Originally published at: https://www.geektherapy.com/the-geek-therapy-forum/
By Josué Cardona
We’ve launched a message board/forum for our community called the Geek Therapy Forum. I’ve considered doing something like this for years but never found a good enough reason to do it beyond “it would be nice to have a message board.” I finally found a few more reasons and now I’m really excited about it.
We started a GT Community group on Facebook and that has been great. But it’s Facebook. I used to be able to avoid the rest of Facebook by using the Groups app but Facebook got rid of it last year, forcing users to access groups from the website or the regular Facebook app. I mostly use Facebook for Groups and Messenger. Again, I think the group is great and the community there is fantastic but I know that a lot of people aren’t there.

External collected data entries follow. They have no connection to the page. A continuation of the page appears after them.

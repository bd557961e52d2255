/*!
 * Lock-Free Dispatch Statistics
 * Atomic counters updated by execution units without contention
 */

use serde::Serialize;
use std::sync::atomic::{AtomicU64, Ordering};

/// Point-in-time dispatch counters
#[derive(Debug, Clone, Copy, Default, PartialEq, Eq, Serialize)]
pub struct DispatchStats {
    /// Units spawned
    pub launched: u64,
    /// Units that passed the readiness gate
    pub released: u64,
    /// Units that finished their simulated service
    pub completed: u64,
}

impl DispatchStats {
    /// Units launched but not yet finished
    pub const fn in_flight(&self) -> u64 {
        self.launched.saturating_sub(self.completed)
    }
}

/// Atomic dispatch statistics for lock-free updates
///
/// # Performance
/// - Cache-line aligned to prevent false sharing between units
/// - Relaxed ordering; joins provide the happens-before for final reads
#[repr(C, align(64))]
#[derive(Debug, Default)]
pub struct AtomicDispatchStats {
    launched: AtomicU64,
    released: AtomicU64,
    completed: AtomicU64,
}

impl AtomicDispatchStats {
    #[inline]
    pub fn new() -> Self {
        Self::default()
    }

    #[inline(always)]
    pub fn inc_launched(&self) {
        self.launched.fetch_add(1, Ordering::Relaxed);
    }

    #[inline(always)]
    pub fn inc_released(&self) {
        self.released.fetch_add(1, Ordering::Relaxed);
    }

    #[inline(always)]
    pub fn inc_completed(&self) {
        self.completed.fetch_add(1, Ordering::Relaxed);
    }

    /// Get snapshot of current stats
    ///
    /// # Note
    /// Counters may be mutually inconsistent while units are still running.
    #[inline]
    pub fn snapshot(&self) -> DispatchStats {
        DispatchStats {
            launched: self.launched.load(Ordering::Relaxed),
            released: self.released.load(Ordering::Relaxed),
            completed: self.completed.load(Ordering::Relaxed),
        }
    }
}

#[cfg(test)]
mod tests {
    use super::*;

    #[test]
    fn test_counters() {
        let stats = AtomicDispatchStats::new();
        stats.inc_launched();
        stats.inc_launched();
        stats.inc_released();
        stats.inc_completed();

        let snap = stats.snapshot();
        assert_eq!(
            snap,
            DispatchStats {
                launched: 2,
                released: 1,
                completed: 1
            }
        );
        assert_eq!(snap.in_flight(), 1);
    }
}
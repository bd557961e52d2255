/*!
 * Task Module
 * Task descriptors, per-run task sets and the demo workload source
 */

pub mod descriptor;
pub mod state;
pub mod workload;

pub use descriptor::{TaskDescriptor, TaskSet};
pub use state::TaskState;
pub use workload::demo_workload;
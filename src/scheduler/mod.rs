/*!
 * Scheduler Module
 * Analytical scheduling policies sharing one task model
 */

pub mod round_robin;
pub mod sorted;
pub mod timeline;
pub mod traits;
pub mod types;

// Re-export public API
pub use round_robin::{RoundRobin, RoundRobinTrace, Slice};
pub use sorted::{ByArrival, ByBurst, Fcfs, Sjf, SortKey, SortedScheduler};
pub use timeline::{Timeline, TimelineRow};
pub use traits::Schedule;
pub use types::{Policy, TimeQuantum, DEFAULT_QUANTUM};
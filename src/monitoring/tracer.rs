/*!
 * Run Tracing
 * Structured tracing for policy runs using the tracing crate
 *
 * Features:
 * - Run ID generation for correlating every event of one policy run
 * - JSON-formatted logs for structured parsing
 * - Span per run with duration and outcome recorded on close
 */

use crate::scheduler::Policy;
use std::time::Instant;
use tracing::{debug, info, span, warn, Level};
use tracing_subscriber::{
    fmt::format::FmtSpan, layer::SubscriberExt, util::SubscriberInitExt, EnvFilter,
};
use uuid::Uuid;

/// Runs slower than this are reported at warn level
const SLOW_RUN_MS: u128 = 1_000;

/// Initialize structured tracing
///
/// Environment variables:
/// - RUST_LOG: Set log level (default: info)
/// - SCHED_TRACE_JSON: Enable JSON output (default: false)
pub fn init_tracing() {
    let env_filter = EnvFilter::try_from_default_env().unwrap_or_else(|_| EnvFilter::new("info"));

    let use_json = std::env::var("SCHED_TRACE_JSON")
        .map(|v| v == "1" || v == "true")
        .unwrap_or(false);

    let registry = tracing_subscriber::registry().with(env_filter);

    if use_json {
        registry
            .with(
                tracing_subscriber::fmt::layer()
                    .json()
                    .with_target(true)
                    .with_thread_names(true)
                    .with_current_span(true)
                    .with_span_list(true)
                    .with_span_events(FmtSpan::CLOSE),
            )
            .init();
        info!("Structured tracing initialized with JSON output");
    } else {
        // Thread names identify execution units (task-<id>)
        registry
            .with(
                tracing_subscriber::fmt::layer()
                    .with_target(false)
                    .with_thread_names(true)
                    .with_span_events(FmtSpan::CLOSE)
                    .compact(),
            )
            .init();
        info!("Structured tracing initialized");
    }
}

/// Generate a unique id for one policy run
pub fn generate_run_id() -> String {
    Uuid::new_v4().to_string()
}

/// Span covering one policy run
pub struct RunSpan {
    span: tracing::Span,
    start: Instant,
    policy: Policy,
    run_id: String,
}

impl RunSpan {
    pub fn new(policy: Policy, tasks: usize) -> Self {
        let run_id = generate_run_id();

        let span = span!(
            Level::INFO,
            "run",
            run_id = %run_id,
            policy = policy.as_str(),
            tasks = tasks,
            duration_us = tracing::field::Empty,
            items = tracing::field::Empty,
            result = tracing::field::Empty,
            error = tracing::field::Empty,
        );

        span.in_scope(|| debug!(policy = policy.as_str(), tasks, "run started"));

        Self {
            span,
            start: Instant::now(),
            policy,
            run_id,
        }
    }

    pub fn run_id(&self) -> &str {
        &self.run_id
    }

    /// Record how many tasks the run completed
    pub fn record_items(&self, count: usize) {
        self.span.record("items", count);
        self.span.record("result", "success");
    }

    pub fn record_error(&self, error: &str) {
        self.span.record("error", error);
        self.span.record("result", "error");
    }

    pub fn enter(&self) -> tracing::span::Entered<'_> {
        self.span.enter()
    }
}

impl Drop for RunSpan {
    fn drop(&mut self) {
        let duration = self.start.elapsed();
        let _entered = self.span.enter();
        self.span.record("duration_us", duration.as_micros() as u64);

        if duration.as_millis() > SLOW_RUN_MS {
            warn!(
                run_id = %self.run_id,
                policy = self.policy.as_str(),
                duration_ms = duration.as_millis() as u64,
                slow = true,
                "slow run"
            );
        } else {
            debug!(
                run_id = %self.run_id,
                policy = self.policy.as_str(),
                duration_us = duration.as_micros() as u64,
                "run closed"
            );
        }
    }
}

#[cfg(test)]
mod tests {
    use super::*;

    fn init_test_tracing() {
        let _ = tracing_subscriber::registry()
            .with(EnvFilter::new("debug"))
            .with(tracing_subscriber::fmt::layer().compact())
            .try_init();
    }

    #[test]
    fn test_run_ids_unique() {
        assert_ne!(generate_run_id(), generate_run_id());
    }

    #[test]
    fn test_run_span() {
        init_test_tracing();

        let span = RunSpan::new(Policy::Fcfs, 3);
        assert_eq!(span.run_id().len(), 36);
        {
            let _entered = span.enter();
            span.record_items(3);
        }
        // Span is dropped and logged with its duration
    }

    #[test]
    fn test_run_span_error() {
        init_test_tracing();

        let span = RunSpan::new(Policy::PriorityAging, 1);
        span.record_error("unit faulted");
    }
}
/*!
 * Core Module
 * Shared types and error handling for the simulator
 */

pub mod config;
pub mod errors;
pub mod types;

pub use config::SimConfig;
pub use errors::{SimError, SimResult};
pub use types::{Priority, TaskId, Ticks};
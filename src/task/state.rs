/*!
 * Task Lifecycle
 * States a task passes through under the priority-aging policy
 */

use serde::{Deserialize, Serialize};

/// Task state
#[derive(Debug, Clone, Copy, PartialEq, Eq, Hash, Serialize, Deserialize)]
#[serde(rename_all = "snake_case")]
pub enum TaskState {
    /// Arrival time is still in the future
    Unarrived,
    /// Arrived and waiting to be selected; ages every tick
    Ready,
    /// Chosen by the selector
    Selected,
    /// Handed to an execution unit
    Dispatched,
    /// Execution unit has completed
    Finished,
}

impl TaskState {
    /// Whether `next` directly follows this state
    pub const fn can_transition_to(self, next: TaskState) -> bool {
        matches!(
            (self, next),
            (Self::Unarrived, Self::Ready)
                | (Self::Ready, Self::Selected)
                | (Self::Selected, Self::Dispatched)
                | (Self::Dispatched, Self::Finished)
        )
    }

    pub const fn is_terminal(self) -> bool {
        matches!(self, Self::Finished)
    }
}
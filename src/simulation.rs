/*!
 * Simulation
 * Runs every policy over independent copies of one workload
 */

use crate::aging::{AgingReport, DispatchConfig, PriorityAging};
use crate::core::config::SimConfig;
use crate::core::errors::SimResult;
use crate::scheduler::{Fcfs, RoundRobin, RoundRobinTrace, Schedule, Sjf, Timeline};
use crate::task::TaskSet;
use serde::Serialize;
use tracing::{debug, info};

/// Results of all four policies over the same workload
#[derive(Debug, Clone, Serialize)]
pub struct SimulationReport {
    pub workload: TaskSet,
    pub fcfs: Timeline,
    pub sjf: Timeline,
    pub round_robin: RoundRobinTrace,
    pub priority_aging: AgingReport,
}

fn run_policy<S: Schedule>(scheduler: &S, tasks: &TaskSet) -> S::Output {
    debug!(policy = %scheduler.policy(), "running policy");
    scheduler.run(tasks)
}

/// Run FCFS, SJF, round-robin and priority-aging in sequence
///
/// `tasks` is only read; each policy works on its own copy.
pub fn run_all(tasks: &TaskSet, config: &SimConfig) -> SimResult<SimulationReport> {
    info!(
        tasks = tasks.len(),
        quantum = config.quantum.ticks(),
        gate_mode = %config.gate_mode,
        "simulation starting"
    );

    let fcfs = run_policy(&Fcfs::new(), tasks);
    let sjf = run_policy(&Sjf::new(), tasks);
    let round_robin = run_policy(&RoundRobin::new(config.quantum), tasks);
    let priority_aging = PriorityAging::new(DispatchConfig {
        gate_mode: config.gate_mode,
        tick: config.tick,
    })
    .run(tasks)?;

    Ok(SimulationReport {
        workload: tasks.clone(),
        fcfs,
        sjf,
        round_robin,
        priority_aging,
    })
}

Also, Facebook decides what to show you and when which can be very annoying.
We also started a Discord server and I love that too. It has voice chat, it feels cool, and the conversations there are great. But just like the FB group, Discord is ephemeral, meaning that the content there doesn’t last very long. It’s always moving so if you aren’t there when it happens, you missed it. It actually takes a lot of organization and additional tools to feel like you aren’t missing out on platforms like Twitter and Instagram unless you are on them all the time.
Then, we recently joked on an episode of GT Radio that because Ali missed an episode he might have a lot to say and he could record another episode to respond. It was a joke and it was ridiculous because we already have a comment feature on every episode post, and we have social media and email and… You see the problem, right? Where do you go to respond to a podcast? Each episode is posted on one website, hosted on another, and you see/hear it on whatever app and device you choose. I’ve thought about this problem for a long time.
The Forum finally started to come together when I visited Waypoint’s forums. I liked the way the site looked and functioned. Later I realized that they don’t have comments on their stories, instead, they link each story to a topic in the forums. That was it! That could work! Basically, I started the GT Forum by copying Waypoint’s. In fact, I even reached out to their community manager Danika and got her blessing to take and pull from their guidelines and code of conduct, which I did. I love what Waypoint is doing there so it’s been a great template to start with.
The GT Forum has a few great features. Almost every piece of content from Geek Therapy, PsychTech, and Headshots has already been linked to a topic in the forum so instead of a comment box at the bottom of an article or episode post, you’ll see a link to its topic on the forum. I’ve set up each website to create those topics automatically. Each new episode will also have a link to its own topic from now on so you can visit it directly from the show notes in your podcast app. I hope to work with other shows on our network to do the same.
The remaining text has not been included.